3
votes

I am trying to setup Cloudflare to cache images from S3. I want to be as restrictive (least permissive) as possible in doing this. I assume I need to accept requests from Cloudflare to read my S3 images. I want all other requests to be rejected.

I followed this guide: https://support.cloudflare.com/hc/en-us/articles/360037983412-Configuring-an-Amazon-Web-Services-static-site-to-use-Cloudflare

I did not enable static website hosting on my bucket, because it's not necessary for my case.

In my bucket permissions I turned off "Block all public access" and temporarily turned off "Block public access to buckets and objects granted through new public bucket or access point policies". I needed to do this in order to add a bucket policy.

From the link above, I then added a bucket policy that looks something like this:

{
    "Version": "2012-10-17",
    "Statement": [
        {
            "Sid": "PublicReadGetObject",
            "Effect": "Allow",
            "Principal": "*",
            "Action": "s3:GetObject",
            "Resource": "arn:aws:s3:::www.example.com/*",
            "Condition": {
                "IpAddress": {
                    "aws:SourceIp": [
                        <CLOUDFLARE_IP_0>,
                        <CLOUDFLARE_IP_1>,
                        <CLOUDFLARE_IP_2>,
                        ...
                    ]
                }
            }
        }
    ]
}

At this point, a message appeared in the AWS console stating:

"This bucket has public access You have provided public access to this bucket.
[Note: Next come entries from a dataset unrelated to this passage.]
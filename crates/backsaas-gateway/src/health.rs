//! Aggregate gateway health: the rate-limit store plus every configured
//! backend's health path.

use std::collections::BTreeMap;

use axum::http::StatusCode;

use crate::proxy::ProxyClient;
use crate::ratelimit::RateLimiter;
use crate::router::RouteTable;

/// Probes every dependency and renders the health document.
///
/// Returns 200 iff the rate-limit store and every distinct backend of an
/// enabled route are healthy; 503 with the degraded payload otherwise.
pub async fn aggregate(
    limiter: &RateLimiter,
    table: &RouteTable,
    proxy: &ProxyClient,
) -> (StatusCode, serde_json::Value) {
    let store_healthy = limiter.store_healthy().await;

    let mut backends: BTreeMap<String, bool> = BTreeMap::new();
    for route in table.routes() {
        if !route.config.enabled {
            continue;
        }
        let health_path = &route.config.backend.health_check_path;
        for upstream in route.config.backend.upstreams() {
            if backends.contains_key(upstream) {
                continue;
            }
            let healthy = proxy.probe(upstream, health_path).await;
            backends.insert(upstream.to_string(), healthy);
        }
    }

    let all_backends_healthy = backends.values().all(|ok| *ok);
    let healthy = store_healthy && all_backends_healthy;

    let body = serde_json::json!({
        "status": if healthy { "healthy" } else { "degraded" },
        "rate_limit_store": if store_healthy { "healthy" } else { "unreachable" },
        "backends": backends
            .iter()
            .map(|(name, ok)| {
                (name.clone(), serde_json::json!(if *ok { "healthy" } else { "unhealthy" }))
            })
            .collect::<serde_json::Map<_, _>>(),
    });

    let code = if healthy {
        StatusCode::OK
    } else {
        StatusCode::SERVICE_UNAVAILABLE
    };
    (code, body)
}

#[cfg(test)]
mod tests {
    use super::*;
    use crate::config::{BackendConfig, RouteConfig};

    #[tokio::test]
    async fn unreachable_everything_is_degraded() {
        let limiter = RateLimiter::disconnected();
        let table = RouteTable::new(vec![RouteConfig {
            description: "api".to_string(),
            path_prefix: Some("/api".to_string()),
            backend: BackendConfig {
                // A closed port; the probe fails fast.
                url: Some("http://127.0.0.1:1".to_string()),
                ..BackendConfig::default()
            },
            ..RouteConfig::default()
        }]);
        let proxy = ProxyClient::new().unwrap();

        let (code, body) = aggregate(&limiter, &table, &proxy).await;
        assert_eq!(code, StatusCode::SERVICE_UNAVAILABLE);
        assert_eq!(body["status"], "degraded");
        assert_eq!(body["rate_limit_store"], "unreachable");
        assert_eq!(body["backends"]["http://127.0.0.1:1"], "unhealthy");
    }

    #[tokio::test]
    async fn disabled_routes_are_not_probed() {
        let limiter = RateLimiter::disconnected();
        let table = RouteTable::new(vec![RouteConfig {
            description: "off".to_string(),
            path_prefix: Some("/api".to_string()),
            enabled: false,
            backend: BackendConfig {
                url: Some("http://127.0.0.1:1".to_string()),
                ..BackendConfig::default()
            },
            ..RouteConfig::default()
        }]);
        let proxy = ProxyClient::new().unwrap();

        let (_, body) = aggregate(&limiter, &table, &proxy).await;
        assert!(body["backends"].as_object().unwrap().is_empty());
    }
}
We highly recommend that you never grant any kind of public access to your S3 bucket."

I then turned back on "Block public access to buckets and objects granted through new public bucket or access point policies" and turned off "Block public and cross-account access to buckets and objects through any public bucket or access point policies".
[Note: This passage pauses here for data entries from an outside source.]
//! Pre-write validation of field maps against an entity definition.
//!
//! Pure functions: no I/O. The first failing rule is reported; rules run
//! in a fixed order (required, then per-property type and constraint
//! checks, then strict unknown-property rejection) so error messages are
//! stable across runs.

use backsaas_core::{Entity, PropertyDefinition, PropertyType};
use serde_json::{Map, Value};

use crate::store::StoreError;

/// Validates a full field map for insert: every required property must be
/// present unless it carries a schema-level default.
pub fn validate_insert(entity: &Entity, data: &Map<String, Value>) -> Result<(), StoreError> {
    for required in &entity.schema.required {
        let def = match entity.property(required) {
            Some(def) => def,
            // Unknown required names are a schema defect caught by schema
            // validation; tolerate here.
            None => continue,
        };
        if !data.contains_key(required) && !def.has_default() {
            return Err(StoreError::Validation {
                message: format!("required property '{required}' is missing"),
            });
        }
    }
    validate_present_fields(entity, data)
}

/// Validates a partial field map for update: only the supplied properties
/// are checked; required-ness is an insert-time concern.
pub fn validate_update(entity: &Entity, data: &Map<String, Value>) -> Result<(), StoreError> {
    validate_present_fields(entity, data)
}

fn validate_present_fields(entity: &Entity, data: &Map<String, Value>) -> Result<(), StoreError> {
    for (name, value) in data {
        let def = entity.property(name).ok_or_else(|| StoreError::Validation {
            message: format!("unknown property '{name}'"),
        })?;
        if value.is_null() {
            // Null is allowed for non-required properties; required nulls
            // fail the same way as absent values.
            if entity.is_required(name) && !def.has_default() {
                return Err(StoreError::Validation {
                    message: format!("required property '{name}' must not be null"),
                });
            }
            continue;
        }
        check_value(name, def, value)?;
    }
    Ok(())
}

fn check_value(name: &str, def: &PropertyDefinition, value: &Value) -> Result<(), StoreError> {
    let ty = def
        .property_type(name)
        .map_err(|e| StoreError::Validation {
            message: e.to_string(),
        })?;
    let mismatch = || StoreError::Validation {
        message: format!("property '{name}' expects {ty}, got {value}"),
    };
    match ty {
        PropertyType::String => {
            let s = value.as_str().ok_or_else(mismatch)?;
            check_string(name, def, s)?;
        }
        PropertyType::Integer => {
            // Whole-valued floats are accepted for transport tolerance.
            let whole = value.as_i64().is_some()
                || value.as_f64().is_some_and(|f| f.fract() == 0.0);
            if !whole {
                return Err(mismatch());
            }
            check_range(name, def, value.as_f64().unwrap_or_default())?;
        }
        PropertyType::Number => {
            let n = value.as_f64().ok_or_else(mismatch)?;
            check_range(name, def, n)?;
        }
        PropertyType::Boolean => {
            if !value.is_boolean() {
                return Err(mismatch());
            }
        }
        PropertyType::Array => {
            if !value.is_array() {
                return Err(mismatch());
            }
        }
        PropertyType::Object => {
            if !value.is_object() {
                return Err(mismatch());
            }
        }
    }
    if let Some(ref allowed) = def.enum_values {
        if !allowed.contains(value) {
            return Err(StoreError::Validation {
                message: format!("property '{name}' must be one of the enum values"),
            });
        }
    }
    Ok(())
}

fn check_string(name: &str, def: &PropertyDefinition, s: &str) -> Result<(), StoreError> {
    let len = s.chars().count() as u32;
    if let Some(min) = def.min_length {
        if len < min {
            return Err(StoreError::Validation {
                message: format!("property '{name}' must be at least {min} characters"),
            });
        }
    }
    if let Some(max) = def.max_length {
        if len > max {
            return Err(StoreError::Validation {
                message: format!("property '{name}' must be at most {max} characters"),
            });
        }
    }
    if let Some(ref pattern) = def.pattern {
        let re = regex::Regex::new(pattern).map_err(|e| StoreError::Validation {
            message: format!("property '{name}' has an invalid pattern: {e}"),
        })?;
        if !re.is_match(s) {
            return Err(StoreError::Validation {
                message: format!("property '{name}' does not match the required pattern"),
            });
        }
    }
    Ok(())
}

fn check_range(name: &str, def: &PropertyDefinition, n: f64) -> Result<(), StoreError> {
    if let Some(min) = def.minimum {
        if n < min {
            return Err(StoreError::Validation {
                message: format!("property '{name}' must be >= {min}"),
            });
        }
    }
    if let Some(max) = def.maximum {
        if n > max {
            return Err(StoreError::Validation {
                message: format!("property '{name}' must be <= {max}"),
            });
        }
    }
    Ok(())
}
At this point, the S3 image request behavior seems to be working as intended, but I am not confident that I set everything up to be minimally permissive, especially given the warning message in the AWS console.
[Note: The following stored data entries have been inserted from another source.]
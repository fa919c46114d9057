//! Pure functions for emitting PostgreSQL DDL and DML text from a column
//! plan.
//!
//! No I/O. No side effects. Every statement consumes the plan's ordered
//! column list, so table creation, INSERT binding, and row decoding can
//! never disagree about which value lands in which column.

use backsaas_core::{Column, ColumnPlan, ColumnRole};
use serde_json::Value;

/// Renders a schema default as a SQL literal for a `DEFAULT` clause.
///
/// Strings are single-quote escaped; arrays and objects become `jsonb`
/// literals. `None` is returned for values that cannot be a column default.
pub fn default_literal(value: &Value) -> Option<String> {
    match value {
        Value::String(s) => Some(format!("'{}'", s.replace('\'', "''"))),
        Value::Number(n) => Some(n.to_string()),
        Value::Bool(b) => Some(b.to_string()),
        Value::Array(_) | Value::Object(_) => {
            let encoded = value.to_string().replace('\'', "''");
            Some(format!("'{encoded}'::jsonb"))
        }
        Value::Null => None,
    }
}

/// Emits `CREATE TABLE IF NOT EXISTS` for the full plan.
///
/// The primary key is the composite `(key, tenant_id)` so that distinct
/// tenants sharing the table may reuse ids.
pub fn create_table(plan: &ColumnPlan) -> String {
    let mut parts = Vec::with_capacity(plan.columns.len() + 1);
    for column in &plan.columns {
        parts.push(column_definition(column));
    }
    if plan.key == "tenant_id" {
        parts.push("PRIMARY KEY (tenant_id)".to_string());
    } else {
        parts.push(format!("PRIMARY KEY ({}, tenant_id)", plan.key));
    }
    format!(
        "CREATE TABLE IF NOT EXISTS {} (\n    {}\n)",
        plan.table,
        parts.join(",\n    ")
    )
}

/// Emits one `ALTER TABLE ... ADD COLUMN IF NOT EXISTS` per plan column.
///
/// Running these after `create_table` makes provisioning idempotent across
/// schema version bumps that add properties to an existing entity.
pub fn add_missing_columns(plan: &ColumnPlan) -> Vec<String> {
    plan.columns
        .iter()
        .map(|column| {
            format!(
                "ALTER TABLE {} ADD COLUMN IF NOT EXISTS {}",
                plan.table,
                column_definition(column)
            )
        })
        .collect()
}

fn column_definition(column: &Column) -> String {
    let mut def = format!("{} {}", column.name, column.ty.sql());
    if matches!(column.role, ColumnRole::Key | ColumnRole::TenantId) || column.required {
        def.push_str(" NOT NULL");
    }
    if let Some(ref value) = column.default {
        if let Some(literal) = default_literal(value) {
            def.push_str(" DEFAULT ");
            def.push_str(&literal);
        }
    }
    def
}

/// Emits `INSERT ... RETURNING *` over the given subset of plan columns.
///
/// `columns` must be a subsequence of the plan's ordered column list; the
/// caller binds values in the same order. Columns absent from the statement
/// fall back to their DDL defaults.
pub fn insert(plan: &ColumnPlan, columns: &[&Column]) -> String {
    let names: Vec<&str> = columns.iter().map(|c| c.name.as_str()).collect();
    let placeholders: Vec<String> = (1..=columns.len()).map(|i| format!("${i}")).collect();
    format!(
        "INSERT INTO {} ({}) VALUES ({}) RETURNING *",
        plan.table,
        names.join(", "),
        placeholders.join(", ")
    )
}

/// Emits `UPDATE ... WHERE key = $n AND tenant_id = $n+1 RETURNING *`.
///
/// The key and tenant placeholders follow the assignment placeholders, in
/// that order.
pub fn update(plan: &ColumnPlan, assignments: &[&Column]) -> String {
    let sets: Vec<String> = assignments
        .iter()
        .enumerate()
        .map(|(i, c)| format!("{} = ${}", c.name, i + 1))
        .collect();
    let key_pos = assignments.len() + 1;
    let tenant_pos = assignments.len() + 2;
    format!(
        "UPDATE {} SET {} WHERE {} = ${} AND tenant_id = ${} RETURNING *",
        plan.table,
        sets.join(", "),
        plan.key,
        key_pos,
        tenant_pos
    )
}

/// Emits the single-row fetch by key within the bound tenant.
pub fn select_one(plan: &ColumnPlan) -> String {
    format!(
        "SELECT * FROM {} WHERE {} = $1 AND tenant_id = $2",
        plan.table, plan.key
    )
}

/// Emits the list query: tenant predicate, AND-joined equality filters,
/// single-column ordering, and LIMIT/OFFSET placeholders.
///
/// `filter_columns` must already be verified against the plan; an unknown
/// `order_by` must be replaced by the caller before reaching here.
pub fn select_many(plan: &ColumnPlan, filter_columns: &[&Column], order_by: &str) -> String {
    let mut predicates = vec!["tenant_id = $1".to_string()];
    for (i, column) in filter_columns.iter().enumerate() {
        predicates.push(format!("{} = ${}", column.name, i + 2));
    }
    let limit_pos = filter_columns.len() + 2;
    let offset_pos = filter_columns.len() + 3;
    format!(
        "SELECT * FROM {} WHERE {} ORDER BY {} LIMIT ${} OFFSET ${}",
        plan.table,
        predicates.join(" AND "),
        order_by,
        limit_pos,
        offset_pos
    )
}

/// Emits the single-row delete by key within the bound tenant.
pub fn delete(plan: &ColumnPlan) -> String {
    format!(
        "DELETE FROM {} WHERE {} = $1 AND tenant_id = $2",
        plan.table, plan.key
    )
}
Given my description, did I properly set things up in this bucket to accept read requests only from Cloudflare and deny all other requests? I want to make sure that requests from any origin other than Cloudflare will be denied.

1

1 Answers

4
votes

Sounds good! If it works from CloudFlare, but not from somewhere else, then it meets your requirements.

Those Block Public Access warnings are intentionally scary to make people think twice before opening their buckets to the world.

Your policy is nicely limited to only GetObject and only to a limited range of IP addresses.